## [Work required]
Using "impl" as the search string, find the matching lines below and copy them.

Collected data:
+++

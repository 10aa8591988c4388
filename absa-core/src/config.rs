//! Worker configuration: TOML file, then environment overrides, then
//! validation. CLI flags are layered on top by the binary.

use crate::filter_mode::{FilterMode, FilterModeDefinition, FilterModeTable, BALANCED};
use crate::ConfigError;
use serde::{Deserialize, Serialize};
use std::collections::BTreeMap;
use std::path::{Path, PathBuf};
use std::time::Duration;
use tracing::{debug, info};

#[derive(Debug, Clone, Default, PartialEq, Serialize, Deserialize)]
pub struct AppConfig {
    #[serde(default)]
    pub queue: QueueConfig,
    #[serde(default)]
    pub sink: SinkConfig,
    #[serde(default)]
    pub worker: WorkerConfig,
    #[serde(default)]
    pub filter: FilterConfig,
    #[serde(default)]
    pub tone: ToneConfig,
}

#[derive(Debug, Clone, PartialEq, Serialize, Deserialize)]
pub struct QueueConfig {
    #[serde(default = "default_redis_url")]
    pub redis_url: String,
    #[serde(default = "default_queue_name")]
    pub queue_name: String,
    /// Seconds a single BLPOP may block before the loop checks for shutdown.
    #[serde(default = "default_pop_timeout_secs")]
    pub pop_timeout_secs: u64,
}

fn default_redis_url() -> String {
    "redis://localhost:6379".to_string()
}

fn default_queue_name() -> String {
    "mastodon_queue".to_string()
}

fn default_pop_timeout_secs() -> u64 {
    1
}

impl Default for QueueConfig {
    fn default() -> Self {
        Self {
            redis_url: default_redis_url(),
            queue_name: default_queue_name(),
            pop_timeout_secs: default_pop_timeout_secs(),
        }
    }
}

#[derive(Debug, Clone, Copy, PartialEq, Eq, Default, Serialize, Deserialize)]
#[serde(rename_all = "lowercase")]
pub enum SinkKind {
    #[default]
    Elasticsearch,
    Jsonl,
}

impl std::str::FromStr for SinkKind {
    type Err = ConfigError;

    fn from_str(s: &str) -> Result<Self, Self::Err> {
        match s.to_lowercase().as_str() {
            "elasticsearch" | "es" => Ok(SinkKind::Elasticsearch),
            "jsonl" => Ok(SinkKind::Jsonl),
            other => Err(ConfigError::InvalidValue {
                field: "sink.kind".to_string(),
                value: other.to_string(),
            }),
        }
    }
}

#[derive(Debug, Clone, PartialEq, Serialize, Deserialize)]
pub struct SinkConfig {
    #[serde(default)]
    pub kind: SinkKind,
    #[serde(default = "default_es_host")]
    pub es_host: String,
    #[serde(default = "default_index_prefix")]
    pub index_prefix: String,
    #[serde(default)]
    pub jsonl_path: Option<PathBuf>,
    #[serde(default = "default_batch_size")]
    pub batch_size: usize,
    #[serde(default = "default_flush_interval_ms")]
    pub flush_interval_ms: u64,
    /// Attempts per batch, including the first one.
    #[serde(default = "default_max_retries")]
    pub max_retries: u32,
    #[serde(default = "default_retry_base_delay_ms")]
    pub retry_base_delay_ms: u64,
    #[serde(default = "default_retry_max_delay_ms")]
    pub retry_max_delay_ms: u64,
    /// Dropped batches in a row before the sink is declared unreachable.
    #[serde(default = "default_max_consecutive_failures")]
    pub max_consecutive_failures: u32,
    #[serde(default = "default_request_timeout_secs")]
    pub request_timeout_secs: u64,
}

fn default_es_host() -> String {
    "http://localhost:9200".to_string()
}

fn default_index_prefix() -> String {
    "mastodon-trends".to_string()
}

fn default_batch_size() -> usize {
    20
}

fn default_flush_interval_ms() -> u64 {
    2000
}

fn default_max_retries() -> u32 {
    3
}

fn default_retry_base_delay_ms() -> u64 {
    600
}

fn default_retry_max_delay_ms() -> u64 {
    30_000
}

fn default_max_consecutive_failures() -> u32 {
    5
}

fn default_request_timeout_secs() -> u64 {
    10
}

impl Default for SinkConfig {
    fn default() -> Self {
        Self {
            kind: SinkKind::default(),
            es_host: default_es_host(),
            index_prefix: default_index_prefix(),
            jsonl_path: None,
            batch_size: default_batch_size(),
            flush_interval_ms: default_flush_interval_ms(),
            max_retries: default_max_retries(),
            retry_base_delay_ms: default_retry_base_delay_ms(),
            retry_max_delay_ms: default_retry_max_delay_ms(),
            max_consecutive_failures: default_max_consecutive_failures(),
            request_timeout_secs: default_request_timeout_secs(),
        }
    }
}

impl SinkConfig {
    pub fn flush_interval(&self) -> Duration {
        Duration::from_millis(self.flush_interval_ms)
    }
}

#[derive(Debug, Clone, PartialEq, Serialize, Deserialize)]
pub struct WorkerConfig {
    #[serde(default = "default_filter_mode")]
    pub filter_mode: String,
    /// Used when a post's language code is blank after normalization.
    #[serde(default = "default_language")]
    pub default_language: String,
    #[serde(default = "default_extractor_timeout_ms")]
    pub extractor_timeout_ms: u64,
    #[serde(default = "default_scorer_timeout_ms")]
    pub scorer_timeout_ms: u64,
    /// Whitespace tokens handed to each scorer; the rest is truncated.
    #[serde(default = "default_max_tokens")]
    pub max_tokens: usize,
    /// Log a stats snapshot every N processed posts.
    #[serde(default = "default_stats_every")]
    pub stats_every: u64,
    /// Characters of post text kept in the indexed document.
    #[serde(default = "default_max_document_text_chars")]
    pub max_document_text_chars: usize,
}

fn default_filter_mode() -> String {
    BALANCED.to_string()
}

fn default_language() -> String {
    "en".to_string()
}

fn default_extractor_timeout_ms() -> u64 {
    500
}

fn default_scorer_timeout_ms() -> u64 {
    2000
}

fn default_max_tokens() -> usize {
    512
}

fn default_stats_every() -> u64 {
    20
}

fn default_max_document_text_chars() -> usize {
    500
}

impl Default for WorkerConfig {
    fn default() -> Self {
        Self {
            filter_mode: default_filter_mode(),
            default_language: default_language(),
            extractor_timeout_ms: default_extractor_timeout_ms(),
            scorer_timeout_ms: default_scorer_timeout_ms(),
            max_tokens: default_max_tokens(),
            stats_every: default_stats_every(),
            max_document_text_chars: default_max_document_text_chars(),
        }
    }
}

impl WorkerConfig {
    pub fn extractor_timeout(&self) -> Duration {
        Duration::from_millis(self.extractor_timeout_ms)
    }

    pub fn scorer_timeout(&self) -> Duration {
        Duration::from_millis(self.scorer_timeout_ms)
    }
}

#[derive(Debug, Clone, Default, PartialEq, Serialize, Deserialize)]
pub struct FilterConfig {
    /// Extra modes, keyed by name. A key equal to a built-in name replaces it.
    #[serde(default)]
    pub modes: BTreeMap<String, FilterModeDefinition>,
}

/// A case-insensitive regex and the amount it nudges the tone score.
#[derive(Debug, Clone, PartialEq, Serialize, Deserialize)]
pub struct MarkerPattern {
    pub pattern: String,
    pub weight: f64,
}

impl MarkerPattern {
    pub fn new(pattern: &str, weight: f64) -> Self {
        Self {
            pattern: pattern.to_string(),
            weight,
        }
    }
}

#[derive(Debug, Clone, PartialEq, Serialize, Deserialize)]
pub struct ToneConfig {
    #[serde(default = "default_critical_markers")]
    pub critical_markers: Vec<MarkerPattern>,
    #[serde(default = "default_skeptical_markers")]
    pub skeptical_markers: Vec<MarkerPattern>,
}

fn default_critical_markers() -> Vec<MarkerPattern> {
    vec![
        MarkerPattern::new(r"\bso[- ]called\b", 0.2),
        MarkerPattern::new(r"\byeah,? right\b", 0.25),
        MarkerPattern::new(r"\bwhat could (possibly )?go wrong\b", 0.3),
        MarkerPattern::new(r"\bsoi[- ]disant\b", 0.2),
        MarkerPattern::new(r"\bcomme par hasard\b", 0.25),
        MarkerPattern::new(r"\bbien sûr,? bien sûr\b", 0.2),
    ]
}

fn default_skeptical_markers() -> Vec<MarkerPattern> {
    vec![
        MarkerPattern::new(r"\b(allegedly|supposedly|apparently)\b", 0.15),
        MarkerPattern::new(r"\bi (doubt|wonder)\b", 0.15),
        MarkerPattern::new(r"\bnot (so )?sure\b", 0.1),
        MarkerPattern::new(r"\b(prétendument|apparemment)\b", 0.15),
        MarkerPattern::new(r"\bje doute\b", 0.15),
        MarkerPattern::new(r"\?\s*$", 0.1),
    ]
}

impl Default for ToneConfig {
    fn default() -> Self {
        Self {
            critical_markers: default_critical_markers(),
            skeptical_markers: default_skeptical_markers(),
        }
    }
}

impl AppConfig {
    /// Load the config file if given, apply environment overrides, validate.
    pub fn load(path: Option<&Path>) -> Result<Self, ConfigError> {
        let config = match path {
            Some(path) => Self::from_file(path)?,
            None => Self::default(),
        };
        let config = config.with_env_overrides()?;
        config.validate()?;
        Ok(config)
    }

    pub fn from_file(path: &Path) -> Result<Self, ConfigError> {
        let contents = std::fs::read_to_string(path).map_err(|_| ConfigError::FileNotFound {
            path: path.display().to_string(),
        })?;
        let config: AppConfig = toml::from_str(&contents)?;
        info!("Loaded configuration from {}", path.display());
        Ok(config)
    }

    pub fn with_env_overrides(self) -> Result<Self, ConfigError> {
        self.with_overrides_from(|key| std::env::var(key).ok())
    }

    /// Apply overrides from any key lookup. Recognised keys: `FILTER_MODE`,
    /// `REDIS_URL`, `QUEUE_NAME` (or `REDIS_QUEUE_NAME`), `BLPOP_TIMEOUT`,
    /// `ES_HOST`, `ES_INDEX_PREFIX`, `MAX_RETRIES`, `RETRY_BASE_SLEEP`
    /// (seconds, fractional).
    pub fn with_overrides_from<F>(mut self, lookup: F) -> Result<Self, ConfigError>
    where
        F: Fn(&str) -> Option<String>,
    {
        let get = |key: &str| lookup(key).filter(|v| !v.trim().is_empty());

        if let Some(mode) = get("FILTER_MODE") {
            debug!("FILTER_MODE override: {}", mode);
            self.worker.filter_mode = mode.trim().to_lowercase();
        }
        if let Some(url) = get("REDIS_URL") {
            self.queue.redis_url = url;
        }
        if let Some(name) = get("QUEUE_NAME").or_else(|| get("REDIS_QUEUE_NAME")) {
            self.queue.queue_name = name;
        }
        if let Some(timeout) = get("BLPOP_TIMEOUT") {
            self.queue.pop_timeout_secs = parse_number("BLPOP_TIMEOUT", &timeout)?;
        }
        if let Some(host) = get("ES_HOST") {
            self.sink.es_host = host;
        }
        if let Some(prefix) = get("ES_INDEX_PREFIX") {
            self.sink.index_prefix = prefix;
        }
        if let Some(retries) = get("MAX_RETRIES") {
            self.sink.max_retries = parse_number("MAX_RETRIES", &retries)?;
        }
        if let Some(sleep) = get("RETRY_BASE_SLEEP") {
            let seconds: f64 = parse_number("RETRY_BASE_SLEEP", &sleep)?;
            if !seconds.is_finite() || seconds < 0.0 {
                return Err(ConfigError::InvalidValue {
                    field: "RETRY_BASE_SLEEP".to_string(),
                    value: sleep,
                });
            }
            self.sink.retry_base_delay_ms = (seconds * 1000.0).round() as u64;
        }

        Ok(self)
    }

    pub fn validate(&self) -> Result<(), ConfigError> {
        self.filter_mode()?;

        if self.queue.queue_name.trim().is_empty() {
            return Err(ConfigError::ValidationFailed {
                reason: "queue name must not be empty".to_string(),
            });
        }
        if self.queue.pop_timeout_secs == 0 {
            return Err(ConfigError::ValidationFailed {
                reason: "pop timeout must be at least one second".to_string(),
            });
        }
        if self.sink.batch_size == 0 {
            return Err(ConfigError::ValidationFailed {
                reason: "batch size must be greater than zero".to_string(),
            });
        }
        if self.sink.flush_interval_ms == 0 || self.sink.request_timeout_secs == 0 {
            return Err(ConfigError::ValidationFailed {
                reason: "sink timeouts must be greater than zero".to_string(),
            });
        }
        if self.sink.max_retries == 0 || self.sink.max_consecutive_failures == 0 {
            return Err(ConfigError::ValidationFailed {
                reason: "retry limits must be greater than zero".to_string(),
            });
        }
        if self.worker.extractor_timeout_ms == 0 || self.worker.scorer_timeout_ms == 0 {
            return Err(ConfigError::ValidationFailed {
                reason: "analysis timeouts must be greater than zero".to_string(),
            });
        }
        if self.worker.max_tokens == 0 || self.worker.stats_every == 0 {
            return Err(ConfigError::ValidationFailed {
                reason: "max_tokens and stats_every must be greater than zero".to_string(),
            });
        }

        match self.sink.kind {
            SinkKind::Elasticsearch => {
                url::Url::parse(&self.sink.es_host).map_err(|_| ConfigError::InvalidValue {
                    field: "sink.es_host".to_string(),
                    value: self.sink.es_host.clone(),
                })?;
                if self.sink.index_prefix.trim().is_empty() {
                    return Err(ConfigError::ValidationFailed {
                        reason: "index prefix must not be empty".to_string(),
                    });
                }
            }
            SinkKind::Jsonl => {
                if self.sink.jsonl_path.is_none() {
                    return Err(ConfigError::ValidationFailed {
                        reason: "the jsonl sink needs sink.jsonl_path".to_string(),
                    });
                }
            }
        }

        for marker in self
            .tone
            .critical_markers
            .iter()
            .chain(self.tone.skeptical_markers.iter())
        {
            if !marker.weight.is_finite() || marker.weight < 0.0 || marker.weight > 1.0 {
                return Err(ConfigError::InvalidValue {
                    field: format!("tone marker '{}' weight", marker.pattern),
                    value: marker.weight.to_string(),
                });
            }
        }

        Ok(())
    }

    /// The single filter mode this process runs with.
    pub fn filter_mode(&self) -> Result<FilterMode, ConfigError> {
        FilterModeTable::with_definitions(&self.filter.modes)?.get(&self.worker.filter_mode)
    }
}

fn parse_number<T: std::str::FromStr>(field: &str, value: &str) -> Result<T, ConfigError> {
    value.trim().parse().map_err(|_| ConfigError::InvalidValue {
        field: field.to_string(),
        value: value.to_string(),
    })
}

+++

## [Your response]
impl Default for QueueConfig {
impl std::str::FromStr for SinkKind {
impl Default for SinkConfig {
impl SinkConfig {
impl Default for WorkerConfig {
impl WorkerConfig {
impl MarkerPattern {
impl Default for ToneConfig {
impl AppConfig {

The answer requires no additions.